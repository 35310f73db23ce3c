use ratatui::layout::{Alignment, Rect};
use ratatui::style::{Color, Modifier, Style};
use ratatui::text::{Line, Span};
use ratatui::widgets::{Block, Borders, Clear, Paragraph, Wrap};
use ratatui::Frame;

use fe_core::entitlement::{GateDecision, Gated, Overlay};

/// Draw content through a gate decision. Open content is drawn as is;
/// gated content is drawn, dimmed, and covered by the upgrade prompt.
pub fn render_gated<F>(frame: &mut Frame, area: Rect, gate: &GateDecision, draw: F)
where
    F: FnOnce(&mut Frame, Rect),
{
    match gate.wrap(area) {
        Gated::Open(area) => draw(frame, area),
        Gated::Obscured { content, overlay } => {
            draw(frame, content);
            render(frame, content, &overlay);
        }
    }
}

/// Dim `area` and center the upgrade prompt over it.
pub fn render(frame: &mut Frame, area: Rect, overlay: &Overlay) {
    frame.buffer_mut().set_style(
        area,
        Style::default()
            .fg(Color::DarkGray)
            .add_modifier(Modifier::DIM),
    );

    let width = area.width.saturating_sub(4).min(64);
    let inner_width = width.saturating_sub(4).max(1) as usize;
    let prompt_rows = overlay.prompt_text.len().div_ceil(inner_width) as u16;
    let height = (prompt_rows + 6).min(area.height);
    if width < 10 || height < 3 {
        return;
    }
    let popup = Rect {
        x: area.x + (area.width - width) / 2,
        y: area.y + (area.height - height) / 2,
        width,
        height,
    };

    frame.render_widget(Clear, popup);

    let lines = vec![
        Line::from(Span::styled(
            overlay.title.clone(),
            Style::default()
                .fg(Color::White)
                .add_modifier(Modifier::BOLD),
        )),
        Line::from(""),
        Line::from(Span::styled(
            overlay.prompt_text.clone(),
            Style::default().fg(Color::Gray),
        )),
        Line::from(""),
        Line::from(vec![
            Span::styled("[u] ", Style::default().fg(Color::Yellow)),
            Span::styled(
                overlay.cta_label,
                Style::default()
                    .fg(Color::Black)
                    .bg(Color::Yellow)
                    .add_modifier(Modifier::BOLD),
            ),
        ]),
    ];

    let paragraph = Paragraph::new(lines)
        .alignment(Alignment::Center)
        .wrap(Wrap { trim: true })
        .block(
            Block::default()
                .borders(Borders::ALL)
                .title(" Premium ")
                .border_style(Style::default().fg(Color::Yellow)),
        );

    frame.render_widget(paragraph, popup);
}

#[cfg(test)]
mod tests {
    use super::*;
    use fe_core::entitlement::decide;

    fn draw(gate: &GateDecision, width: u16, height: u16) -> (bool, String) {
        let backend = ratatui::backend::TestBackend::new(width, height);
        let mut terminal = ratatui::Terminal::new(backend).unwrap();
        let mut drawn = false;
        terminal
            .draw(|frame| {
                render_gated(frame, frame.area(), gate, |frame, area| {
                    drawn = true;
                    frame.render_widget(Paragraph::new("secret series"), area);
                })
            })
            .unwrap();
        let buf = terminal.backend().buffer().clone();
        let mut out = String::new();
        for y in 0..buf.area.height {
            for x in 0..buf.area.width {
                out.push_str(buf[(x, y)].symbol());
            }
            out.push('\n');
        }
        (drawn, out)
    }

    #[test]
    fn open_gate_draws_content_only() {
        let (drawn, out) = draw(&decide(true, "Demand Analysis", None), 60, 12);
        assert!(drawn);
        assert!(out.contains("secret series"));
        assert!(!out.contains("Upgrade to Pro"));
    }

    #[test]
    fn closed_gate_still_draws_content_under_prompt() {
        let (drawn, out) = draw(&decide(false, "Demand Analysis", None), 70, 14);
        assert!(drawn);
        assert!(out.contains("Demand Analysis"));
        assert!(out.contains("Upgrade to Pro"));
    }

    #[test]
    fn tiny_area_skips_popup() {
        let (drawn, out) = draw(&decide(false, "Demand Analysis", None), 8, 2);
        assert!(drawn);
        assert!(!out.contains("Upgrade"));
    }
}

• • •

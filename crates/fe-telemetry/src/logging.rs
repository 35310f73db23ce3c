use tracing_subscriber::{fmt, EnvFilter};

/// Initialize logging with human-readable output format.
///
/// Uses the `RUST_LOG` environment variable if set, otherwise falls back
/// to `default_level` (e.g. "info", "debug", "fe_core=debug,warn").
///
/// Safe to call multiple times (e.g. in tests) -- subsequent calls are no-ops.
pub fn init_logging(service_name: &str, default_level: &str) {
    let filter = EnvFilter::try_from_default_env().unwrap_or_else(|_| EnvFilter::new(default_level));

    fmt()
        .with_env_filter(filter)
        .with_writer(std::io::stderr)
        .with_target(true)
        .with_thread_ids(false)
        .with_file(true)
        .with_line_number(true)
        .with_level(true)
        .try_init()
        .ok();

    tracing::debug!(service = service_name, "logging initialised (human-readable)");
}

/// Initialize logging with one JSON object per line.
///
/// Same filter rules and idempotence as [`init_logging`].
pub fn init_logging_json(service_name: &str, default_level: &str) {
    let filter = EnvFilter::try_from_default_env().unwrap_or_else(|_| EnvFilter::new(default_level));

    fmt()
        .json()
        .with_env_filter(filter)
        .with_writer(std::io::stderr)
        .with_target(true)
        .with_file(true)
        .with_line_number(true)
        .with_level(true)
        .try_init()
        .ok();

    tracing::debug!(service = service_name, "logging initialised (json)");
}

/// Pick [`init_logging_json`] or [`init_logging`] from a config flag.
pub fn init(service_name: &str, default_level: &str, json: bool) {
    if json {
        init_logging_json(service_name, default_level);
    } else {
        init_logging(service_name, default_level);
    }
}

• • •

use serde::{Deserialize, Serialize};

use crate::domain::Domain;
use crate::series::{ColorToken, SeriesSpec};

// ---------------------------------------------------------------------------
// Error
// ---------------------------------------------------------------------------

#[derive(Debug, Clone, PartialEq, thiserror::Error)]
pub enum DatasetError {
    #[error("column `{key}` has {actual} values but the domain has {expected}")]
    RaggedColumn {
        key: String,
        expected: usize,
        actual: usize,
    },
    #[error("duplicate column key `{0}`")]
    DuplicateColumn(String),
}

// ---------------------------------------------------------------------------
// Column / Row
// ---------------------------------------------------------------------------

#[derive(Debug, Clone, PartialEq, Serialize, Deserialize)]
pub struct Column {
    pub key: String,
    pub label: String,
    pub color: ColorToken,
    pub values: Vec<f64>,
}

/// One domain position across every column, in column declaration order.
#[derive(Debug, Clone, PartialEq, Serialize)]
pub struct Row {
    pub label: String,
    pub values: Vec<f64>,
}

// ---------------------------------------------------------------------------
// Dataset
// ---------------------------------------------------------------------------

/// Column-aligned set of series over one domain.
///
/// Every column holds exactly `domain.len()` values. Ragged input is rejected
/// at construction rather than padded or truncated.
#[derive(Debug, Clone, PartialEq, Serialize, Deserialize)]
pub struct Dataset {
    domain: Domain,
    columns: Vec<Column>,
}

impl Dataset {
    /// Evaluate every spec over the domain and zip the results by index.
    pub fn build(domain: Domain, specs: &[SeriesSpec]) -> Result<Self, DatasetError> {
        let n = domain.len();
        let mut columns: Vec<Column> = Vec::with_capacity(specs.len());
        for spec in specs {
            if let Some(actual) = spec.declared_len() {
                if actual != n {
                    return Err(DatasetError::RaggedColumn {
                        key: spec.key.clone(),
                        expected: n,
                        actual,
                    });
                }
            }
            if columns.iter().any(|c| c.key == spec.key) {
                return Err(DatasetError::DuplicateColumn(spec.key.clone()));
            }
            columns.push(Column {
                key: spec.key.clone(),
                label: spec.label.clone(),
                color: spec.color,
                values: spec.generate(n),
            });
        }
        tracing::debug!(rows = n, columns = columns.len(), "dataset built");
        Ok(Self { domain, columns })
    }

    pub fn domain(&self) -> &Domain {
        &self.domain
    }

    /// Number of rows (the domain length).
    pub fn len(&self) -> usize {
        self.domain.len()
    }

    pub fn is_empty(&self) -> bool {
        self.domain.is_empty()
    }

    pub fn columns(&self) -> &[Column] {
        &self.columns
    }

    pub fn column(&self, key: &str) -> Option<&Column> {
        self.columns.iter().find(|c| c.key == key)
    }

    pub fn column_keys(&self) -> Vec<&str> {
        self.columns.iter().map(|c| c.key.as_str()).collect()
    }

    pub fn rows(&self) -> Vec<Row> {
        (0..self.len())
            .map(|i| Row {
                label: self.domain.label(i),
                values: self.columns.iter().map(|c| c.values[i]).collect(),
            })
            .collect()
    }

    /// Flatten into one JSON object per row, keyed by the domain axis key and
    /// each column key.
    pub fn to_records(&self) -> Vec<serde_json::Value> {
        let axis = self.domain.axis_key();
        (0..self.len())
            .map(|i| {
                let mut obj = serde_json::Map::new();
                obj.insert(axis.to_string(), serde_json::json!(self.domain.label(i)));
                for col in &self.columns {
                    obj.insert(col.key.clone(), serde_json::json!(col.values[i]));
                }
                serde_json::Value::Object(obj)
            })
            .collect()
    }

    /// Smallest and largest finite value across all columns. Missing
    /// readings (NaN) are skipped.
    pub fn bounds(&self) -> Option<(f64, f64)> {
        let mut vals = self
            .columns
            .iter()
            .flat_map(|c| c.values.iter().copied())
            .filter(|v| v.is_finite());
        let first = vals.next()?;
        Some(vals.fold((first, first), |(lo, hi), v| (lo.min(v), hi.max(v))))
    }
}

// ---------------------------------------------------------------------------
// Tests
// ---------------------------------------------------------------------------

• • •

WHAT IS EXPECTED: For the listing above, how many lines contain the word "Serialize"? Respond with nothing but the number.

RESULT FOR THIS EXERCISE: 4